**Records provided**
//! Validated scalar values used by the ledger.

use std::fmt;

use serde::{Deserialize, Serialize};
use uuid::Uuid;

/// Goal applied to a freshly created daily record, in litres.
pub const DEFAULT_GOAL_LITERS: f64 = 3.0;

/// Largest amount accepted for a single entry or total override.
pub const MAX_AMOUNT_MILLILITERS: i64 = 100_000;

const MILLILITERS_PER_LITER: f64 = 1000.0;

/// Validation failures for ledger values.
#[derive(Debug, Clone, PartialEq, thiserror::Error)]
pub enum LedgerValidationError {
    /// Intake and removal amounts must not be negative.
    #[error("amount must be zero or greater, got {value}")]
    NegativeAmount {
        /// Rejected amount in millilitres.
        value: i64,
    },
    /// Amounts above [`MAX_AMOUNT_MILLILITERS`] are refused so running
    /// totals cannot overflow.
    #[error("amount must be at most {max} millilitres, got {value}")]
    AmountTooLarge {
        /// Rejected amount in millilitres.
        value: i64,
        /// Largest accepted amount.
        max: i64,
    },
    /// Goals must be finite and strictly positive.
    #[error("goal must be a positive number of litres, got {value}")]
    InvalidGoal {
        /// Rejected goal in litres.
        value: f64,
    },
}

/// Water amount in millilitres supplied by a caller, within
/// `0..=MAX_AMOUNT_MILLILITERS`.
///
/// # Examples
/// ```
/// use waterlog::domain::IntakeAmount;
///
/// assert_eq!(IntakeAmount::new(250).expect("valid").milliliters(), 250);
/// assert!(IntakeAmount::new(-1).is_err());
/// assert!(IntakeAmount::new(i64::MAX).is_err());
/// ```
#[derive(Debug, Clone, Copy, PartialEq, Eq, PartialOrd, Ord)]
pub struct IntakeAmount(i64);

impl IntakeAmount {
    /// Validate a millilitre amount.
    pub const fn new(milliliters: i64) -> Result<Self, LedgerValidationError> {
        if milliliters < 0 {
            return Err(LedgerValidationError::NegativeAmount { value: milliliters });
        }
        if milliliters > MAX_AMOUNT_MILLILITERS {
            return Err(LedgerValidationError::AmountTooLarge {
                value: milliliters,
                max: MAX_AMOUNT_MILLILITERS,
            });
        }
        Ok(Self(milliliters))
    }

    /// Amount in millilitres.
    #[must_use]
    pub const fn milliliters(self) -> i64 {
        self.0
    }
}

/// Daily hydration goal in litres.
#[derive(Debug, Clone, Copy, PartialEq, PartialOrd, Serialize, Deserialize)]
#[serde(try_from = "f64", into = "f64")]
pub struct GoalLiters(f64);

impl GoalLiters {
    /// Validate a goal expressed in litres.
    pub fn new(liters: f64) -> Result<Self, LedgerValidationError> {
        if !liters.is_finite() || liters <= 0.0 {
            return Err(LedgerValidationError::InvalidGoal { value: liters });
        }
        Ok(Self(liters))
    }

    /// Goal in litres.
    #[must_use]
    pub const fn liters(self) -> f64 {
        self.0
    }

    /// Goal converted to whole millilitres, rounded to nearest.
    #[must_use]
    #[expect(
        clippy::cast_possible_truncation,
        reason = "goals are validated finite and realistic goals fit in i64"
    )]
    pub fn milliliters(self) -> i64 {
        (self.0 * MILLILITERS_PER_LITER).round() as i64
    }
}

impl Default for GoalLiters {
    fn default() -> Self {
        Self(DEFAULT_GOAL_LITERS)
    }
}

impl TryFrom<f64> for GoalLiters {
    type Error = LedgerValidationError;

    fn try_from(value: f64) -> Result<Self, Self::Error> {
        Self::new(value)
    }
}

impl From<GoalLiters> for f64 {
    fn from(value: GoalLiters) -> Self {
        value.0
    }
}

/// Stable identifier of a ledger entry.
#[derive(Debug, Clone, Copy, PartialEq, Eq, Hash, Serialize, Deserialize)]
#[serde(transparent)]
pub struct EntryId(Uuid);

impl EntryId {
    /// Generate a new random identifier.
    #[must_use]
    pub fn random() -> Self {
        Self(Uuid::new_v4())
    }

    /// Wrap an existing UUID.
    #[must_use]
    pub const fn from_uuid(uuid: Uuid) -> Self {
        Self(uuid)
    }

    /// Access the underlying UUID.
    #[must_use]
    pub const fn as_uuid(&self) -> &Uuid {
        &self.0
    }
}

impl fmt::Display for EntryId {
    fn fmt(&self, f: &mut fmt::Formatter<'_>) -> fmt::Result {
        write!(f, "{}", self.0)
    }
}

/// Stable identifier of a daily record row.
#[derive(Debug, Clone, Copy, PartialEq, Eq, Hash, Serialize, Deserialize)]
#[serde(transparent)]
pub struct RecordId(Uuid);

impl RecordId {
    /// Generate a new random identifier.
    #[must_use]
    pub fn random() -> Self {
        Self(Uuid::new_v4())
    }

    /// Wrap an existing UUID.
    #[must_use]
    pub const fn from_uuid(uuid: Uuid) -> Self {
        Self(uuid)
    }

    /// Access the underlying UUID.
    #[must_use]
    pub const fn as_uuid(&self) -> &Uuid {
        &self.0
    }
}

impl fmt::Display for RecordId {
    fn fmt(&self, f: &mut fmt::Formatter<'_>) -> fmt::Result {
        write!(f, "{}", self.0)
    }
}
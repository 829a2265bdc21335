//! Server construction and middleware wiring.

mod config;
mod state_builders;

pub use config::ServerConfig;

use state_builders::build_http_state;

use std::sync::Arc;

use actix_session::{
    SessionMiddleware,
    config::{CookieContentSecurity, PersistentSession},
    storage::CookieSessionStore,
};
use actix_web::cookie::{Key, SameSite};
use actix_web::dev::{Server, ServiceFactory, ServiceRequest, ServiceResponse};
use actix_web::{App, HttpServer, web};

use waterlog::Trace;
#[cfg(debug_assertions)]
use waterlog::doc::ApiDoc;
use waterlog::domain::ports::{LedgerMetrics, NoOpLedgerMetrics};
use waterlog::inbound::http::configure_api;
use waterlog::inbound::http::health::{HealthState, live, ready};
use waterlog::inbound::http::state::HttpState;
#[cfg(feature = "metrics")]
use actix_web::middleware::Condition;
#[cfg(feature = "metrics")]
use actix_web_prom::{PrometheusMetrics, PrometheusMetricsBuilder};
#[cfg(feature = "metrics")]
use waterlog::outbound::metrics::PrometheusLedgerMetrics;
#[cfg(debug_assertions)]
use utoipa::OpenApi;
#[cfg(debug_assertions)]
use utoipa_swagger_ui::SwaggerUi;

/// Lifetime of a persistent session cookie.
const SESSION_TTL_DAYS: i64 = 7;

/// Pick the ledger metrics sink.
///
/// Prometheus counters are registered on the middleware's registry when the
/// `metrics` feature is enabled and a middleware is configured; every other
/// case discards samples.
///
/// # Errors
/// Returns [`std::io::Error`] if Prometheus metric registration fails.
#[cfg(feature = "metrics")]
fn build_ledger_metrics(config: &ServerConfig) -> std::io::Result<Arc<dyn LedgerMetrics>> {
    match &config.prometheus {
        Some(prom) => {
            let metrics = PrometheusLedgerMetrics::new(&prom.registry).map_err(|e| {
                std::io::Error::other(format!("ledger metrics registration failed: {e}"))
            })?;
            Ok(Arc::new(metrics))
        }
        None => Ok(Arc::new(NoOpLedgerMetrics)),
    }
}

#[cfg(not(feature = "metrics"))]
fn build_ledger_metrics(_config: &ServerConfig) -> std::io::Result<Arc<dyn LedgerMetrics>> {
    Ok(Arc::new(NoOpLedgerMetrics))
}

/// Resolve the Prometheus middleware and whether it is active.
///
/// `Condition` needs an instance even when disabled, so an unregistered
/// placeholder without an endpoint stands in.
#[cfg(feature = "metrics")]
fn metrics_middleware(
    prometheus: Option<PrometheusMetrics>,
) -> std::io::Result<(bool, PrometheusMetrics)> {
    match prometheus {
        Some(prometheus) => Ok((true, prometheus)),
        None => PrometheusMetricsBuilder::new("waterlog")
            .build()
            .map(|placeholder| (false, placeholder))
            .map_err(|e| std::io::Error::other(format!("metrics middleware failed: {e}"))),
    }
}

#[derive(Clone)]
struct AppDependencies {
    health_state: web::Data<HealthState>,
    http_state: web::Data<HttpState>,
    key: Key,
    cookie_secure: bool,
    same_site: SameSite,
}

fn build_app(
    deps: AppDependencies,
) -> App<
    impl ServiceFactory<
        ServiceRequest,
        Config = (),
        Response = ServiceResponse,
        Error = actix_web::Error,
        InitError = (),
    >,
> {
    let AppDependencies {
        health_state,
        http_state,
        key,
        cookie_secure,
        same_site,
    } = deps;

    let session = SessionMiddleware::builder(CookieSessionStore::default(), key)
        .cookie_name("session".into())
        .cookie_path("/".into())
        .cookie_secure(cookie_secure)
        .cookie_http_only(true)
        .cookie_content_security(CookieContentSecurity::Private)
        .cookie_same_site(same_site)
        .session_lifecycle(
            PersistentSession::default()
                .session_ttl(actix_web::cookie::time::Duration::days(SESSION_TTL_DAYS)),
        )
        .build();

    let api = web::scope("/api/v1").wrap(session).configure(configure_api);

    let app = App::new()
        .app_data(health_state)
        .app_data(http_state)
        .wrap(Trace)
        .service(api)
        .service(ready)
        .service(live);

    #[cfg(debug_assertions)]
    let app = app.service(SwaggerUi::new("/docs").url("/api-docs/openapi.json", ApiDoc::openapi()));

    app
}

/// Construct an Actix HTTP server using the provided health state and configuration.
///
/// # Errors
/// Propagates [`std::io::Error`] when binding the socket, registering
/// metrics, or starting the server fails.
pub fn create_server(
    health_state: web::Data<HealthState>,
    config: ServerConfig,
) -> std::io::Result<Server> {
    let server_health_state = health_state.clone();
    let ledger_metrics = build_ledger_metrics(&config)?;
    let http_state = build_http_state(&config, ledger_metrics);
    let ServerConfig {
        key,
        cookie_secure,
        same_site,
        bind_addr,
        #[cfg(feature = "metrics")]
        prometheus,
        ..
    } = config;

    #[cfg(feature = "metrics")]
    let (metrics_enabled, prometheus) = metrics_middleware(prometheus)?;

    let server = HttpServer::new(move || {
        let app = build_app(AppDependencies {
            health_state: server_health_state.clone(),
            http_state: http_state.clone(),
            key: key.clone(),
            cookie_secure,
            same_site,
        });

        #[cfg(feature = "metrics")]
        let app = app.wrap(Condition::new(metrics_enabled, prometheus.clone()));

        app
    })
    .bind(bind_addr)?
    .run();

    health_state.mark_ready();
    Ok(server)
}
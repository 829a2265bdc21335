//! In-process adapters used when no database is configured, and by tests.

mod account_store;
mod daily_record_repository;

pub use account_store::InMemoryAccountStore;
pub use daily_record_repository::InMemoryDailyRecordRepository;
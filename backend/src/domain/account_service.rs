//! Account sign-up and sign-in use cases.

use std::sync::Arc;

use async_trait::async_trait;
use serde_json::json;
use tracing::debug;

use crate::domain::ports::{AccountCommand, AccountStore, AccountStoreError};
use crate::domain::{Account, Credentials, Error, Registration};

/// Account service implementing [`AccountCommand`].
#[derive(Clone)]
pub struct AccountService<S> {
    store: Arc<S>,
}

impl<S> AccountService<S> {
    /// Create a service over an account store.
    pub fn new(store: Arc<S>) -> Self {
        Self { store }
    }
}

fn map_store_error(error: AccountStoreError) -> Error {
    match error {
        AccountStoreError::Connection { message } => {
            Error::service_unavailable(format!("account store unavailable: {message}"))
        }
        AccountStoreError::Query { message } => {
            Error::internal(format!("account store error: {message}"))
        }
        AccountStoreError::DuplicateUsername { username } => {
            Error::conflict("username is already taken").with_details(json!({
                "field": "username",
                "value": username,
                "code": "duplicate_username",
            }))
        }
    }
}

#[async_trait]
impl<S> AccountCommand for AccountService<S>
where
    S: AccountStore,
{
    async fn sign_up(&self, registration: &Registration) -> Result<Account, Error> {
        let account = self
            .store
            .create_account(registration)
            .await
            .map_err(map_store_error)?;
        debug!(account_id = %account.id, "account created");
        Ok(account)
    }

    async fn sign_in(&self, credentials: &Credentials) -> Result<Account, Error> {
        self.store
            .verify_credentials(credentials)
            .await
            .map_err(map_store_error)?
            .ok_or_else(|| Error::unauthorized("invalid username or password"))
    }
}
//! Middleware that puts a [`TraceId`] in scope for each request.
//!
//! A well-formed `trace-id` request header is reused so upstream proxies can
//! correlate their logs; otherwise a fresh identifier is generated. The
//! identifier is echoed in the response header and captured by every domain
//! error raised while the handler runs.

use std::task::{Context, Poll};

use actix_web::Error;
use actix_web::dev::{Service, ServiceRequest, ServiceResponse, Transform};
use actix_web::http::header::{HeaderName, HeaderValue};
use futures_util::future::{LocalBoxFuture, Ready, ready};
use tracing::{Instrument, debug, info_span, warn};

use crate::domain::{TRACE_ID_HEADER, TraceId};

/// Trace middleware factory.
///
/// # Examples
/// ```
/// use actix_web::App;
/// use waterlog::Trace;
///
/// let _app = App::new().wrap(Trace);
/// ```
#[derive(Clone, Copy, Debug, Default)]
pub struct Trace;

impl<S, B> Transform<S, ServiceRequest> for Trace
where
    S: Service<ServiceRequest, Response = ServiceResponse<B>, Error = Error> + 'static,
    S::Future: 'static,
    B: 'static,
{
    type Response = ServiceResponse<B>;
    type Error = Error;
    type InitError = ();
    type Transform = TraceMiddleware<S>;
    type Future = Ready<Result<Self::Transform, Self::InitError>>;

    fn new_transform(&self, service: S) -> Self::Future {
        ready(Ok(TraceMiddleware { service }))
    }
}

/// Service produced by [`Trace`].
pub struct TraceMiddleware<S> {
    service: S,
}

fn inbound_trace_id(req: &ServiceRequest) -> Option<TraceId> {
    req.headers()
        .get(TRACE_ID_HEADER)?
        .to_str()
        .ok()?
        .parse()
        .ok()
}

impl<S, B> Service<ServiceRequest> for TraceMiddleware<S>
where
    S: Service<ServiceRequest, Response = ServiceResponse<B>, Error = Error> + 'static,
    S::Future: 'static,
    B: 'static,
{
    type Response = ServiceResponse<B>;
    type Error = Error;
    type Future = LocalBoxFuture<'static, Result<Self::Response, Self::Error>>;

    fn poll_ready(&self, cx: &mut Context<'_>) -> Poll<Result<(), Self::Error>> {
        self.service.poll_ready(cx)
    }

    fn call(&self, req: ServiceRequest) -> Self::Future {
        let trace_id = inbound_trace_id(&req).unwrap_or_else(TraceId::generate);
        let span = info_span!(
            "http_request",
            trace_id = %trace_id,
            method = %req.method(),
            path = %req.path()
        );
        let fut = self.service.call(req);
        Box::pin(TraceId::scope(
            trace_id,
            async move {
                let mut res = fut.await?;
                debug!(status = res.status().as_u16(), "request completed");
                match HeaderValue::from_str(&trace_id.to_string()) {
                    Ok(value) => {
                        res.headers_mut()
                            .insert(HeaderName::from_static(TRACE_ID_HEADER), value);
                    }
                    Err(error) => warn!(%error, "failed to encode trace identifier header"),
                }
                Ok(res)
            }
            .instrument(span),
        ))
    }
}
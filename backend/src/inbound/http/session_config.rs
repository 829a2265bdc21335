//! Session cookie settings read from the environment.
//!
//! Debug builds fall back to permissive defaults with a warning. Release
//! builds insist that every toggle is present and valid, and refuse to run
//! with an ephemeral signing key.

use std::path::PathBuf;

use actix_web::cookie::{Key, SameSite};
use mockable::Env;
use sha2::{Digest, Sha256};
use tracing::warn;
use zeroize::Zeroize;

/// Path to the signing key file.
pub const KEY_FILE_ENV: &str = "SESSION_KEY_FILE";
/// Whether cookies carry the `Secure` attribute.
pub const COOKIE_SECURE_ENV: &str = "SESSION_COOKIE_SECURE";
/// `SameSite` policy: `Strict`, `Lax` or `None`.
pub const SAMESITE_ENV: &str = "SESSION_SAMESITE";
/// Allow a generated key when the key file is unreadable.
pub const ALLOW_EPHEMERAL_ENV: &str = "SESSION_ALLOW_EPHEMERAL";

/// Default location of the signing key.
pub const SESSION_KEY_DEFAULT_PATH: &str = "/var/run/secrets/session_key";
/// Shortest key accepted in release builds.
pub const SESSION_KEY_MIN_LEN: usize = 64;

const BOOL_EXPECTED: &str = "1|0|true|false|yes|no|y|n";
const SAMESITE_EXPECTED: &str = "Strict|Lax|None";
const FINGERPRINT_BYTES: usize = 8;

/// Build mode used to pick between lenient and strict validation.
#[derive(Clone, Copy, Debug, Eq, PartialEq)]
pub enum BuildMode {
    /// Missing or invalid toggles fall back to defaults.
    Debug,
    /// Missing or invalid toggles are errors.
    Release,
}

impl BuildMode {
    /// Mode matching the current compilation profile.
    #[must_use]
    pub const fn from_debug_assertions() -> Self {
        if cfg!(debug_assertions) {
            Self::Debug
        } else {
            Self::Release
        }
    }

    const fn is_debug(self) -> bool {
        matches!(self, Self::Debug)
    }
}

/// Validated session cookie settings.
pub struct SessionSettings {
    /// Signing and encryption key.
    pub key: Key,
    /// Whether cookies are marked `Secure`.
    pub cookie_secure: bool,
    /// `SameSite` policy.
    pub same_site: SameSite,
}

impl SessionSettings {
    /// Short hex digest of the signing key, safe to log.
    #[must_use]
    pub fn key_fingerprint(&self) -> String {
        let digest = Sha256::digest(self.key.signing());
        hex::encode(digest.iter().take(FINGERPRINT_BYTES).copied().collect::<Vec<u8>>())
    }
}

/// Errors raised while validating session settings.
#[derive(thiserror::Error, Debug)]
pub enum SessionConfigError {
    /// A required variable is missing.
    #[error("missing required environment variable: {name}")]
    MissingEnv {
        /// Variable name.
        name: &'static str,
    },
    /// A variable holds an unparseable value.
    #[error("invalid value for {name}='{value}'; expected {expected}")]
    InvalidEnv {
        /// Variable name.
        name: &'static str,
        /// Rejected value.
        value: String,
        /// Accepted forms.
        expected: &'static str,
    },
    /// The key file could not be read.
    #[error("failed to read session key at {path}: {source}")]
    KeyRead {
        /// Key file path.
        path: PathBuf,
        /// Underlying I/O error.
        #[source]
        source: std::io::Error,
    },
    /// The key file is shorter than [`SESSION_KEY_MIN_LEN`].
    #[error("session key at {path} too short: need >= {min_len} bytes, got {length}")]
    KeyTooShort {
        /// Key file path.
        path: PathBuf,
        /// Bytes read.
        length: usize,
        /// Minimum accepted length.
        min_len: usize,
    },
    /// `SameSite=None` without `Secure` cookies.
    #[error("SESSION_SAMESITE=None requires SESSION_COOKIE_SECURE=1")]
    InsecureSameSiteNone,
    /// Ephemeral keys requested in a release build.
    #[error("SESSION_ALLOW_EPHEMERAL must be 0 in release builds")]
    EphemeralNotAllowed,
}

/// Read and validate session settings.
///
/// # Examples
/// ```
/// use mockable::MockEnv;
/// use waterlog::inbound::http::session_config::{session_settings_from_env, BuildMode};
///
/// let mut env = MockEnv::new();
/// env.expect_string().returning(|_| None);
///
/// let settings = session_settings_from_env(&env, BuildMode::Debug).expect("debug defaults");
/// assert!(settings.cookie_secure);
/// ```
pub fn session_settings_from_env<E: Env>(
    env: &E,
    mode: BuildMode,
) -> Result<SessionSettings, SessionConfigError> {
    let reader = ToggleReader { env, mode };
    let cookie_secure = reader.flag(COOKIE_SECURE_ENV, true)?;
    let same_site = reader.same_site(cookie_secure)?;
    let allow_ephemeral = reader.flag(ALLOW_EPHEMERAL_ENV, false)?;
    if allow_ephemeral && !mode.is_debug() {
        return Err(SessionConfigError::EphemeralNotAllowed);
    }
    let key = reader.key(allow_ephemeral)?;
    Ok(SessionSettings {
        key,
        cookie_secure,
        same_site,
    })
}

struct ToggleReader<'a, E> {
    env: &'a E,
    mode: BuildMode,
}

impl<E: Env> ToggleReader<'_, E> {
    /// Fall back in debug builds, fail in release builds.
    fn lenient<T>(
        &self,
        fallback: T,
        error: SessionConfigError,
    ) -> Result<T, SessionConfigError> {
        if self.mode.is_debug() {
            warn!(%error, "session setting falls back to its default");
            Ok(fallback)
        } else {
            Err(error)
        }
    }

    fn flag(&self, name: &'static str, default: bool) -> Result<bool, SessionConfigError> {
        let Some(value) = self.env.string(name) else {
            return self.lenient(default, SessionConfigError::MissingEnv { name });
        };
        match parse_bool(&value) {
            Some(flag) => Ok(flag),
            None => self.lenient(
                default,
                SessionConfigError::InvalidEnv {
                    name,
                    value,
                    expected: BOOL_EXPECTED,
                },
            ),
        }
    }

    fn same_site(&self, cookie_secure: bool) -> Result<SameSite, SessionConfigError> {
        let default = if self.mode.is_debug() {
            SameSite::Lax
        } else {
            SameSite::Strict
        };
        let Some(value) = self.env.string(SAMESITE_ENV) else {
            return self.lenient(default, SessionConfigError::MissingEnv { name: SAMESITE_ENV });
        };
        match value.to_ascii_lowercase().as_str() {
            "lax" => Ok(SameSite::Lax),
            "strict" => Ok(SameSite::Strict),
            "none" if cookie_secure => Ok(SameSite::None),
            "none" => self.lenient(SameSite::None, SessionConfigError::InsecureSameSiteNone),
            _ => self.lenient(
                default,
                SessionConfigError::InvalidEnv {
                    name: SAMESITE_ENV,
                    value,
                    expected: SAMESITE_EXPECTED,
                },
            ),
        }
    }

    fn key(&self, allow_ephemeral: bool) -> Result<Key, SessionConfigError> {
        let path = PathBuf::from(
            self.env
                .string(KEY_FILE_ENV)
                .unwrap_or_else(|| SESSION_KEY_DEFAULT_PATH.to_owned()),
        );
        let mut bytes = match std::fs::read(&path) {
            Ok(bytes) => bytes,
            Err(source) if self.mode.is_debug() || allow_ephemeral => {
                warn!(
                    path = %path.display(),
                    error = %source,
                    "using temporary session key (dev only)"
                );
                return Ok(Key::generate());
            }
            Err(source) => return Err(SessionConfigError::KeyRead { path, source }),
        };
        let length = bytes.len();
        if !self.mode.is_debug() && length < SESSION_KEY_MIN_LEN {
            bytes.zeroize();
            return Err(SessionConfigError::KeyTooShort {
                path,
                length,
                min_len: SESSION_KEY_MIN_LEN,
            });
        }
        let key = Key::derive_from(&bytes);
        bytes.zeroize();
        Ok(key)
    }
}

fn parse_bool(value: &str) -> Option<bool> {
    match value.trim().to_ascii_lowercase().as_str() {
        "1" | "true" | "yes" | "y" => Some(true),
        "0" | "false" | "no" | "n" => Some(false),
        _ => None,
    }
}
//! Wire shapes for the water ledger endpoints.

use serde::{Deserialize, Serialize};
use utoipa::{IntoParams, ToSchema};

use crate::domain::ports::ResetOutcome;
use crate::domain::{DailyRecord, LedgerEntry};

/// Body for `POST /water/add`.
#[derive(Debug, Deserialize, Serialize, ToSchema)]
pub struct AddIntakeRequest {
    /// Millilitres to add; must not be negative.
    #[schema(example = 250)]
    pub amount: Option<i64>,
    /// Optional free-text note stored on the entry.
    pub note: Option<String>,
}

/// Body carrying a single millilitre amount.
#[derive(Debug, Deserialize, Serialize, ToSchema)]
pub struct AmountRequest {
    /// Millilitres; must not be negative.
    #[schema(example = 500)]
    pub amount: Option<i64>,
}

/// Body for `PUT /water/goal`.
#[derive(Debug, Deserialize, Serialize, ToSchema)]
pub struct GoalRequest {
    /// Goal in litres; must be positive.
    #[schema(example = 2.5)]
    pub goal: Option<f64>,
}

/// Query string for `GET /water/history`.
#[derive(Debug, Deserialize, IntoParams)]
#[into_params(parameter_in = Query)]
pub struct HistoryParams {
    /// Trailing window in days, today included.
    #[param(minimum = 1, maximum = 31, example = 7)]
    pub days: Option<u32>,
}

/// One ledger entry.
#[derive(Debug, Serialize, Deserialize, ToSchema)]
pub struct LedgerEntryResponse {
    /// Entry identifier.
    pub id: String,
    /// Signed millilitres; removals are negative.
    pub amount: i64,
    /// RFC 3339 instant the entry was recorded.
    pub timestamp: String,
    /// Free-text note, empty when none was given.
    pub note: String,
}

impl From<&LedgerEntry> for LedgerEntryResponse {
    fn from(entry: &LedgerEntry) -> Self {
        Self {
            id: entry.id.to_string(),
            amount: entry.amount_milliliters,
            timestamp: entry.recorded_at.to_rfc3339(),
            note: entry.note.clone(),
        }
    }
}

/// A daily record with its progress projection.
#[derive(Debug, Serialize, Deserialize, ToSchema)]
#[serde(rename_all = "camelCase")]
pub struct DailyRecordResponse {
    /// Record identifier.
    pub id: String,
    /// Owning account.
    pub account_id: String,
    /// Calendar day, `YYYY-MM-DD`.
    #[schema(example = "2024-06-30")]
    pub day_key: String,
    /// Goal in litres.
    pub goal_liters: f64,
    /// Running total in millilitres.
    pub total_milliliters: i64,
    /// Entries in creation order.
    pub entries: Vec<LedgerEntryResponse>,
    /// RFC 3339 creation instant.
    pub created_at: String,
    /// RFC 3339 last modification instant.
    pub updated_at: String,
    /// Goal converted to millilitres.
    pub goal_milliliters: i64,
    /// Millilitres left to drink, never negative.
    pub remaining_milliliters: i64,
    /// Whole-number progress, capped at 100.
    #[schema(minimum = 0, maximum = 100)]
    pub progress_percent: u8,
}

impl From<&DailyRecord> for DailyRecordResponse {
    fn from(record: &DailyRecord) -> Self {
        Self {
            id: record.id().to_string(),
            account_id: record.account_id().to_string(),
            day_key: record.day_key().to_string(),
            goal_liters: record.goal().liters(),
            total_milliliters: record.total_milliliters(),
            entries: record.entries().iter().map(LedgerEntryResponse::from).collect(),
            created_at: record.created_at().to_rfc3339(),
            updated_at: record.updated_at().to_rfc3339(),
            goal_milliliters: record.goal_milliliters(),
            remaining_milliliters: record.remaining_milliliters(),
            progress_percent: record.progress_percent(),
        }
    }
}

impl From<DailyRecord> for DailyRecordResponse {
    fn from(record: DailyRecord) -> Self {
        Self::from(&record)
    }
}

const ALREADY_RESET: &str = "Already reset.";
const RESET_DONE: &str = "Water data reset for today.";

/// Result of `POST /water/reset`.
#[derive(Debug, Serialize, Deserialize, ToSchema)]
pub struct ResetResponse {
    /// Human-readable summary.
    #[schema(example = "Water data reset for today.")]
    pub message: String,
    /// Always true: today has no intake after the call.
    pub reset: bool,
    /// The cleared record, absent when today had none.
    #[serde(skip_serializing_if = "Option::is_none")]
    pub record: Option<DailyRecordResponse>,
}

impl From<ResetOutcome> for ResetResponse {
    fn from(outcome: ResetOutcome) -> Self {
        match outcome {
            ResetOutcome::AlreadyReset => Self {
                message: ALREADY_RESET.to_owned(),
                reset: true,
                record: None,
            },
            ResetOutcome::Reset(record) => Self {
                message: RESET_DONE.to_owned(),
                reset: true,
                record: Some(DailyRecordResponse::from(record)),
            },
        }
    }
}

**Requirement**
Using the listing above, return word for word each line from the one that has "if !liters.is_finite() ||" through the one that has "rounded to nearest.", and no line outside that range.

**Written response**
        if !liters.is_finite() || liters <= 0.0 {
            return Err(LedgerValidationError::InvalidGoal { value: liters });
        }
        Ok(Self(liters))
    }

    /// Goal in litres.
    #[must_use]
    pub const fn liters(self) -> f64 {
        self.0
    }

    /// Goal converted to whole millilitres, rounded to nearest.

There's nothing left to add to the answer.